§ Recorded data
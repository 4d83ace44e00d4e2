//! Fixes land on disk, a snapshot exists, and every stage reports success.

use mendyard::policy::Policy;
use mendyard::types::{BatchStatus, HealthStatus, ViolationStatus};
use mendyard::RunOptions;

use crate::common::{api, read, viol, workspace, TestEmitter};

#[test]
fn trailing_whitespace_is_fixed_and_snapshotted() {
    let td = workspace(&[("pkg/a.py", "x = 1   \ny = 2\t\nz = 3\n")]);
    let root = td.path();
    let facts = TestEmitter::default();
    let api = api(&facts, Policy::default(), root);

    let batches = api.plan(vec![
        viol("pkg/a.py", 1, "W291", "trailing whitespace"),
        viol("pkg/a.py", 2, "W291", "trailing whitespace"),
    ]);
    assert_eq!(batches.len(), 1);

    let report = api.run(batches, RunOptions::default()).unwrap();
    assert_eq!(read(root, "pkg/a.py"), "x = 1\ny = 2\nz = 3\n");
    assert_eq!(report.batches_total, 1);
    assert_eq!(report.batches_completed, 1);
    assert_eq!(report.successes, 2);
    assert_eq!(report.failures, 0);
    assert_eq!(report.health_final, HealthStatus::Healthy);
    assert!(!report.halted);
    assert!(report.is_success());

    let b = &report.batches[0];
    assert_eq!(b.status, BatchStatus::Completed);
    assert!(!b.rolled_back);
    assert!(b.outcomes.iter().all(|o| o.status == ViolationStatus::Fixed && o.applied));
    let snap = b.backup.as_ref().expect("snapshot path");
    assert!(snap.starts_with(root.join(".mendyard/backups").join(&report.run_id)));
    assert_eq!(std::fs::read_to_string(snap).unwrap(), "x = 1   \ny = 2\t\nz = 3\n");

    assert_eq!(facts.named("plan").len(), 1);
    assert_eq!(facts.named("batch.attempt").len(), 1);
    let results = facts.named("batch.result");
    assert_eq!(results.len(), 1);
    assert_eq!(results[0].0, "success");
    assert_eq!(results[0].1["run_id"], report.run_id.as_str());
    assert_eq!(results[0].1["resource"], "pkg/a.py");
    let summary = facts.named("run.summary");
    assert_eq!(summary.len(), 1);
    assert_eq!(summary[0].0, "success");
    assert_eq!(summary[0].1["successes"], 2);
}

#[test]
fn unknown_codes_are_skipped_without_touching_content() {
    let td = workspace(&[("a.py", "import os\n")]);
    let root = td.path();
    let facts = TestEmitter::default();
    let api = api(&facts, Policy::default(), root);
    let batches = api.plan(vec![viol("a.py", 1, "Z999", "made up")]);
    let report = api.run(batches, RunOptions::default()).unwrap();
    assert_eq!(read(root, "a.py"), "import os\n");
    assert_eq!(report.skipped, 1);
    assert_eq!(report.batches[0].outcomes[0].reason, "no-rule");
    assert!(report.is_success());
}

#[test]
fn max_batches_and_priority_filter_limit_admission() {
    let td = workspace(&[
        ("a.py", "a = 1 \n"),
        ("b.py", "b = 2 \n"),
        ("c.py", "foo( 1)\n"),
    ]);
    let root = td.path();
    let facts = TestEmitter::default();
    let api = api(&facts, Policy::default(), root);
    let violations = vec![
        viol("a.py", 1, "W291", ""),
        viol("b.py", 1, "W291", ""),
        viol("c.py", 1, "E201", "whitespace after '('"),
    ];

    let report = api
        .run(
            api.plan(violations.clone()),
            RunOptions {
                max_batches: Some(1),
                ..RunOptions::default()
            },
        )
        .unwrap();
    assert_eq!(report.batches_total, 1);
    assert_eq!(report.batches[0].resource_id.as_str(), "c.py");

    let report = api
        .run(
            api.plan(violations),
            RunOptions {
                priority_filter: Some(mendyard::types::Priority::Low),
                ..RunOptions::default()
            },
        )
        .unwrap();
    assert_eq!(report.batches_total, 2);
    assert!(report
        .batches
        .iter()
        .all(|b| b.priority == mendyard::types::Priority::Low));
}
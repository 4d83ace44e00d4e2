#![forbid(unsafe_code)]
//! Mendyard: conservative, reversible batch remediation of static-analysis violations.
//!
//! Safety model highlights:
//! - Every resource is snapshotted before it is touched; a batch that fails after
//!   its snapshot is restored before it is reported.
//! - Remediated content is written with a TOCTOU-safe sequence (open parent
//!   O_DIRECTORY|O_NOFOLLOW → write temp → renameat → fsync(parent)) and read back.
//! - At most one batch per resource is in flight, under a bounded worker pool.
//! - A circuit breaker halts dispatch when failures pile up; a failed restore stops
//!   the run.
//! - This crate forbids `unsafe` and uses `rustix` for syscalls.

pub mod adapters;
pub mod api;
pub mod batching;
pub mod constants;
pub mod fs;
pub mod health;
pub mod logging;
pub mod policy;
pub mod rules;
pub mod types;

pub use api::*;
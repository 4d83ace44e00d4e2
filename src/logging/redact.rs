use serde_json::Value;
use time::format_description::well_known::Rfc3339;
use time::OffsetDateTime;

pub const TS_ZERO: &str = "1970-01-01T00:00:00Z";

pub fn now_iso() -> String {
    OffsetDateTime::now_utc()
        .format(&Rfc3339)
        .unwrap_or_else(|_| TS_ZERO.to_string())
}

/// Apply redactions to a fact event for comparison and safe logging.
/// Zeroes timestamps and removes fields that vary between otherwise identical runs.
pub fn redact_event(mut v: Value) -> Value {
    if let Some(obj) = v.as_object_mut() {
        obj.insert("ts".into(), Value::String(TS_ZERO.to_string()));
        obj.remove("run_id");
        // Volatile timings
        obj.remove("duration_ms");
        obj.remove("duration_seconds");
        obj.remove("lock_wait_ms");
        // Content hashes and snapshot locations embed run-specific data
        obj.remove("before_hash");
        obj.remove("after_hash");
        obj.remove("snapshot_path");
    }
    v
}
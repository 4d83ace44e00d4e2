use std::path::{Path, PathBuf};
use std::time::Duration;

use crate::constants::{DEFAULT_LOCK_TIMEOUT_MS, DEFAULT_SEEN_CAPACITY, MAX_WORKERS};
use crate::types::errors::{Error, ErrorKind, Result};

use super::file::MendyardConfig;
use super::types::{Backup, HealthThresholds, Pool, PrioritySettings};

/// Policy governs prioritization, the circuit breaker, backups, and pool sizing.
///
/// Grouped fields provide clearer ownership and ergonomics.
#[derive(Clone, Debug)]
pub struct Policy {
    pub pool: Pool,
    pub priority: PrioritySettings,
    pub health: HealthThresholds,
    pub backup: Backup,
    /// Best-effort wall-clock budget for the whole run. Exhaustion behaves like HALTED.
    pub run_budget: Option<Duration>,
    pub seen_capacity: usize,
    pub lock_timeout_ms: u64,
}

impl Default for Policy {
    fn default() -> Self {
        Self {
            pool: Pool::default(),
            priority: PrioritySettings::default(),
            health: HealthThresholds::default(),
            backup: Backup::default(),
            run_budget: None,
            seen_capacity: DEFAULT_SEEN_CAPACITY,
            lock_timeout_ms: DEFAULT_LOCK_TIMEOUT_MS,
        }
    }
}

impl Policy {
    /// Construct a Policy for cautious runs on unfamiliar code bases.
    ///
    /// - single worker, so batches complete in dispatch order
    /// - `success_floor = 0.9`, `failure_ceiling = 2`
    /// - 30 minute run budget
    #[must_use]
    pub fn conservative_preset() -> Self {
        let mut p = Self::default();
        p.apply_conservative_preset();
        p
    }

    /// Mutate this Policy to apply the conservative preset; see `conservative_preset()`.
    pub fn apply_conservative_preset(&mut self) -> &mut Self {
        self.pool.workers = 1;
        self.health.success_floor = 0.9;
        self.health.failure_ceiling = 2;
        self.run_budget = Some(Duration::from_secs(30 * 60));
        self
    }

    /// Overlay values present in a config file on top of this policy.
    pub fn merge_config(&mut self, cfg: &MendyardConfig) -> &mut Self {
        if let Some(w) = cfg.workers {
            self.pool.workers = w;
        }
        if let Some(s) = cfg.seen_capacity {
            self.seen_capacity = s;
        }
        if let Some(secs) = cfg.run_budget_secs {
            self.run_budget = Some(Duration::from_secs(secs));
        }
        if let Some(ms) = cfg.lock_timeout_ms {
            self.lock_timeout_ms = ms;
        }
        if let Some(p) = cfg.priority.as_ref() {
            if let Some(f) = p.fatal_prefixes.as_ref() {
                self.priority.fatal_prefixes = f.clone();
            }
            if let Some(a) = p.adjacent_prefixes.as_ref() {
                self.priority.adjacent_prefixes = a.clone();
            }
            if let Some(b) = p.bulk_threshold {
                self.priority.bulk_threshold = b;
            }
        }
        if let Some(h) = cfg.health.as_ref() {
            if let Some(f) = h.success_floor {
                self.health.success_floor = f;
            }
            if let Some(c) = h.failure_ceiling {
                self.health.failure_ceiling = c;
            }
            if let Some(d) = h.duration_ceiling_secs {
                self.health.duration_ceiling = Duration::from_secs(d);
            }
            if let Some(g) = h.grace_batches {
                self.health.grace_batches = g;
            }
        }
        if let Some(b) = cfg.backup.as_ref() {
            if let Some(r) = b.root.as_ref() {
                self.backup.root = PathBuf::from(r);
            }
            if let Some(t) = b.tag.as_ref() {
                self.backup.tag = t.clone();
            }
        }
        self
    }

    /// Reject values the orchestrator cannot honor.
    pub fn validate(&self) -> Result<()> {
        if self.pool.workers == 0 || self.pool.workers > MAX_WORKERS {
            return Err(Error::new(
                ErrorKind::Config,
                format!("workers must be within 1..={MAX_WORKERS}"),
            ));
        }
        if !(0.0..=1.0).contains(&self.health.success_floor) {
            return Err(Error::new(
                ErrorKind::Config,
                "health.success_floor must be within 0.0..=1.0",
            ));
        }
        if self.seen_capacity == 0 {
            return Err(Error::new(ErrorKind::Config, "seen_capacity must be > 0"));
        }
        if self.backup.tag.is_empty() {
            return Err(Error::new(ErrorKind::Config, "backup.tag must not be empty"));
        }
        Ok(())
    }

    /// Backup root resolved against the workspace root.
    pub fn backup_root(&self, workspace: &Path) -> PathBuf {
        if self.backup.root.is_absolute() {
            self.backup.root.clone()
        } else {
            workspace.join(&self.backup.root)
        }
    }
}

§ Task instructions
Across the material, how many lines contain the word "impl"? Only the number is wanted.

§ Exercise output
2